Collection entries:
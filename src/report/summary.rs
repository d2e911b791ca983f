use chrono::{DateTime, Utc};
use serde::Serialize;
use std::collections::BTreeMap;

use super::types::{Outcome, Severity, TestResult, TestType};

/// Per test type counts
#[derive(Debug, Clone, Default, PartialEq, Eq, Serialize)]
#[serde(rename_all = "camelCase")]
pub struct TypeBreakdown {
    pub total: usize,
    pub passed: usize,
    pub failed: usize,
    pub bugs: usize,
}

/// Statistics derived from a result sequence. Never stored on its own.
#[derive(Debug, Clone, Default, PartialEq, Serialize)]
#[serde(rename_all = "camelCase")]
pub struct RunSummary {
    pub total: usize,
    pub passed: usize,
    pub failed: usize,
    pub bugs: usize,
    pub pass_rate: f64,
    pub by_severity: BTreeMap<Severity, usize>,
    pub by_test_type: BTreeMap<TestType, TypeBreakdown>,
    pub started_at: Option<DateTime<Utc>>,
    pub finished_at: Option<DateTime<Utc>>,
    pub duration_ms: Option<i64>,
}

impl RunSummary {
    pub fn from_results(results: &[TestResult]) -> Self {
        let mut summary = RunSummary {
            total: results.len(),
            ..Default::default()
        };

        for result in results {
            let entry = summary.by_test_type.entry(result.test_type).or_default();
            entry.total += 1;
            match result.outcome {
                Outcome::Pass => {
                    summary.passed += 1;
                    entry.passed += 1;
                }
                Outcome::Fail => {
                    summary.failed += 1;
                    entry.failed += 1;
                }
                Outcome::Bug => {
                    summary.bugs += 1;
                    entry.bugs += 1;
                }
            }
            *summary.by_severity.entry(result.severity).or_default() += 1;
        }

        summary.pass_rate = pass_rate(summary.passed, summary.total);
        summary
    }

    pub fn with_window(
        mut self,
        started_at: DateTime<Utc>,
        finished_at: Option<DateTime<Utc>>,
    ) -> Self {
        self.started_at = Some(started_at);
        self.finished_at = finished_at;
        self.duration_ms = Some(
            (finished_at.unwrap_or_else(Utc::now) - started_at)
                .num_milliseconds()
                .max(0),
        );
        self
    }

    pub fn count(&self, outcome: Outcome) -> usize {
        match outcome {
            Outcome::Pass => self.passed,
            Outcome::Fail => self.failed,
            Outcome::Bug => self.bugs,
        }
    }

    pub fn weaknesses(&self) -> usize {
        self.failed + self.bugs
    }

    pub fn severity_count(&self, severity: Severity) -> usize {
        self.by_severity.get(&severity).copied().unwrap_or(0)
    }
}

fn pass_rate(passed: usize, total: usize) -> f64 {
    if total == 0 {
        0.0
    } else {
        (passed as f64 / total as f64 * 1000.0).round() / 10.0
    }
}

/// Follow-up advice derived from a result sequence
#[derive(Debug, Clone, PartialEq, Eq, Serialize)]
#[serde(rename_all = "camelCase")]
pub struct Recommendation {
    pub priority: Severity,
    pub category: String,
    pub message: String,
}

impl Recommendation {
    fn new(priority: Severity, category: &str, message: String) -> Self {
        Self {
            priority,
            category: category.to_string(),
            message,
        }
    }
}

/// Pass rate below this percentage triggers a quality recommendation.
const PASS_RATE_THRESHOLD: f64 = 80.0;

pub fn recommendations(results: &[TestResult]) -> Vec<Recommendation> {
    if results.is_empty() {
        return vec![Recommendation::new(
            Severity::Low,
            "General",
            "No test results to analyze".to_string(),
        )];
    }

    let summary = RunSummary::from_results(results);
    let mut out = Vec::new();

    if summary.pass_rate < PASS_RATE_THRESHOLD {
        out.push(Recommendation::new(
            Severity::High,
            "Quality",
            format!(
                "Pass rate is {:.1}%, below {:.0}%; review failing flows before release",
                summary.pass_rate, PASS_RATE_THRESHOLD
            ),
        ));
    }

    if summary.bugs > 0 {
        out.push(Recommendation::new(
            Severity::High,
            "Bugs",
            format!(
                "{} bug(s) found; fix Critical and High severity items first",
                summary.bugs
            ),
        ));
    }

    for result in results
        .iter()
        .filter(|r| r.test_type == TestType::Security && r.outcome.is_weakness())
    {
        out.push(Recommendation::new(
            Severity::Critical,
            "Security",
            format!("Address security finding '{}': {}", result.case_name, result.details),
        ));
    }

    let slow: Vec<&str> = results
        .iter()
        .filter(|r| r.outcome.is_weakness() && r.details.to_lowercase().contains("timeout"))
        .map(|r| r.case_name.as_str())
        .collect();
    if !slow.is_empty() {
        out.push(Recommendation::new(
            Severity::Medium,
            "Performance",
            format!("Investigate timeouts in: {}", slow.join(", ")),
        ));
    }

    out
}

#[cfg(test)]
mod tests {
    use super::*;
    use proptest::prelude::*;

    fn arb_result() -> impl Strategy<Value = TestResult> {
        (
            prop::sample::select(Outcome::ALL.to_vec()),
            prop::sample::select(TestType::ALL.to_vec()),
            prop::sample::select(Severity::ALL.to_vec()),
            "[a-z ]{0,12}",
        )
            .prop_map(|(outcome, test_type, severity, name)| {
                TestResult::new(name, outcome, "generated", test_type, severity)
            })
    }

    proptest! {
        #[test]
        fn test_summary_matches_direct_scan(results in prop::collection::vec(arb_result(), 0..64)) {
            let summary = RunSummary::from_results(&results);

            prop_assert_eq!(summary.total, results.len());
            for outcome in Outcome::ALL {
                let scanned = results.iter().filter(|r| r.outcome == outcome).count();
                prop_assert_eq!(summary.count(outcome), scanned);
            }
            for severity in Severity::ALL {
                let scanned = results.iter().filter(|r| r.severity == severity).count();
                prop_assert_eq!(summary.severity_count(severity), scanned);
            }
            for test_type in TestType::ALL {
                let scanned = results.iter().filter(|r| r.test_type == test_type).count();
                let counted = summary.by_test_type.get(&test_type).map(|b| b.total).unwrap_or(0);
                prop_assert_eq!(counted, scanned);
            }
        }
    }

    #[test]
    fn test_recommendations_follow_findings() {
        let results = vec![
            TestResult::pass("Homepage Navigation", "ok", TestType::Navigation),
            TestResult::bug("API HTTPS", "served over http", TestType::Security, Severity::High),
            TestResult::fail(
                "Login Page Loads",
                "TIMEOUT: navigation timeout of 10000 ms exceeded",
                TestType::Ui,
                Severity::High,
            ),
        ];
        let recs = recommendations(&results);
        let categories: Vec<&str> = recs.iter().map(|r| r.category.as_str()).collect();
        assert_eq!(categories, vec!["Quality", "Bugs", "Security", "Performance"]);
        assert_eq!(recs[2].priority, Severity::Critical);
    }

    #[test]
    fn test_empty_results_have_single_recommendation() {
        let recs = recommendations(&[]);
        assert_eq!(recs.len(), 1);
        assert_eq!(recs[0].message, "No test results to analyze");
    }
}
fn security(ctx: &CheckContext) -> CheckFuture<'_> {
    Box::pin(async move {
        let browser = open(ctx, "/").await?;
        if !browser.is_present(&any_form()).await? {
            return Ok(Verdict::pass("No forms found to test (this is acceptable)"));
        }

        let mut issues = Vec::new();
        let csrf = Locator::css("form input[name*='csrf' i], form input[name*='token' i]");
        if !browser.is_present(&csrf).await? {
            issues.push("Form missing CSRF protection token".to_string());
        }
        for action in browser.attribute_values(&any_form(), "action").await? {
            if let Some(target) = resolve_link(&ctx.base_url, &action) {
                if target.starts_with("http://") {
                    issues.push(format!("Form action not using HTTPS: {}", target));
                }
            }
        }
        let exposed = Locator::css("input[type='password'][autocomplete='on']");
        if browser.is_present(&exposed).await? {
            issues.push("Password field allows autocomplete".to_string());
        }

        if issues.is_empty() {
            Ok(Verdict::pass("Forms have good security features"))
        } else {
            let shown: Vec<&str> = issues.iter().take(3).map(String::as_str).collect();
            Ok(Verdict::bug(
                Severity::High,
                format!("Form security issues found: {}", shown.join(", ")),
            ))
        }
    })
}

fn error_handling(ctx: &CheckContext) -> CheckFuture<'_> {
    Box::pin(async move {
        let browser = open(ctx, "/").await?;
        if !browser.is_present(&any_form()).await? {
            return Ok(Verdict::pass("No forms found to test (this is acceptable)"));
        }

        let record = ctx.data.generate(DataKind::InvalidUser, None);
        let (filled, _success, errors) =
            submit_record(browser, &record, &["email", "password", "phone", "zip_code"]).await?;
        if filled == 0 {
            return Ok(Verdict::pass(
                "No forms could be tested for error handling (this is acceptable)",
            ));
        }
        if errors {
            Ok(Verdict::pass("Form error handling works. Invalid data shows error messages"))
        } else {
            Ok(Verdict::bug(
                Severity::Medium,
                format!(
                    "Form error handling not working. {} invalid fields submitted without error messages",
                    filled
                ),
            ))
        }
    })
}

#[cfg(test)]
mod tests {
    use super::*;
    use crate::driver::traits::scripted::ScriptedAdapter;
    use crate::error::AdapterError;
    use crate::suites::testing::{browser_ctx, run_named, visible};

    async fn run(name: &str, adapter: ScriptedAdapter) -> crate::report::TestResult {
        run_named(checks(), SUITE.policy, name, &browser_ctx(adapter)).await
    }

    #[tokio::test]
    async fn test_absent_forms_are_acceptable() {
        for name in [
            "Contact Form Test",
            "Search Form Functionality",
            "Feedback Form Test",
            "Form Submission Handling",
            "Form Accessibility",
            "Form Security",
        ] {
            let result = run(name, ScriptedAdapter::new()).await;
            assert_eq!(result.outcome, Outcome::Pass, "{}", name);
            assert!(result.details.contains("acceptable"), "{}", name);
        }
    }

    #[tokio::test]
    async fn test_contact_form_with_success_message_passes() {
        let adapter = ScriptedAdapter::new()
            .element(&Locator::css("form"), visible(1))
            .element(&Locator::field("email"), visible(1))
            .element(&Locator::field("message"), visible(1))
            .element(&Locator::css(SUCCESS_MARKERS), visible(1));
        let result = run("Contact Form Test", adapter).await;
        assert_eq!(result.outcome, Outcome::Pass);
        assert!(result.details.contains("/contact"));
        assert!(result.details.contains("2 fields"));
    }

    #[tokio::test]
    async fn test_silent_contact_form_is_bug() {
        let adapter = ScriptedAdapter::new().element(&Locator::css("form"), visible(1));
        let result = run("Contact Form Test", adapter).await;
        assert_eq!(result.outcome, Outcome::Bug);
        assert_eq!(result.severity, Severity::Medium);
    }

    #[tokio::test]
    async fn test_unreachable_contact_pages_fail() {
        let adapter = ScriptedAdapter::new()
            .failing_navigation(AdapterError::connection_refused("net::ERR_CONNECTION_REFUSED"));
        let result = run("Contact Form Test", adapter).await;
        assert_eq!(result.outcome, Outcome::Fail);
        assert_eq!(result.severity, Severity::High);
    }

    #[tokio::test]
    async fn test_form_without_csrf_over_http_is_security_bug() {
        let adapter = ScriptedAdapter::new().element(&Locator::css("form"), visible(1));
        *adapter.attributes.lock().unwrap() = vec!["/subscribe".to_string()];
        let result = run("Form Security", adapter).await;
        assert_eq!(result.outcome, Outcome::Bug);
        assert_eq!(result.severity, Severity::High);
        assert!(result.details.contains("CSRF"));
        assert!(result.details.contains("http://shop.test/subscribe"));
    }

    #[tokio::test]
    async fn test_unlabelled_inputs_are_accessibility_bug() {
        let adapter = ScriptedAdapter::new()
            .element(&Locator::css("form"), visible(1))
            .element(&Locator::css(FILLABLE), visible(2));
        let result = run("Form Accessibility", adapter).await;
        assert_eq!(result.outcome, Outcome::Bug);
        assert_eq!(result.test_type, TestType::Accessibility);
        assert!(result.details.contains("2 input fields have no id"));
    }

    #[test]
    fn test_missing_element_is_minor_for_forms() {
        let missing = CheckError::from(AdapterError::not_found("css=form"));
        assert_eq!(forms_policy(&missing, false), (Outcome::Bug, Severity::Low));
        assert_eq!(forms_policy(&missing, true), (Outcome::Bug, Severity::High));
        let timeout = CheckError::from(AdapterError::timeout("slow"));
        assert_eq!(forms_policy(&timeout, false), default_policy(&timeout, false));
    }
}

> Your assignment
Find and copy each line of the data where "sequence" is present.

> Answer section
/// Statistics derived from a result sequence. Never stored on its own.
/// Follow-up advice derived from a result sequence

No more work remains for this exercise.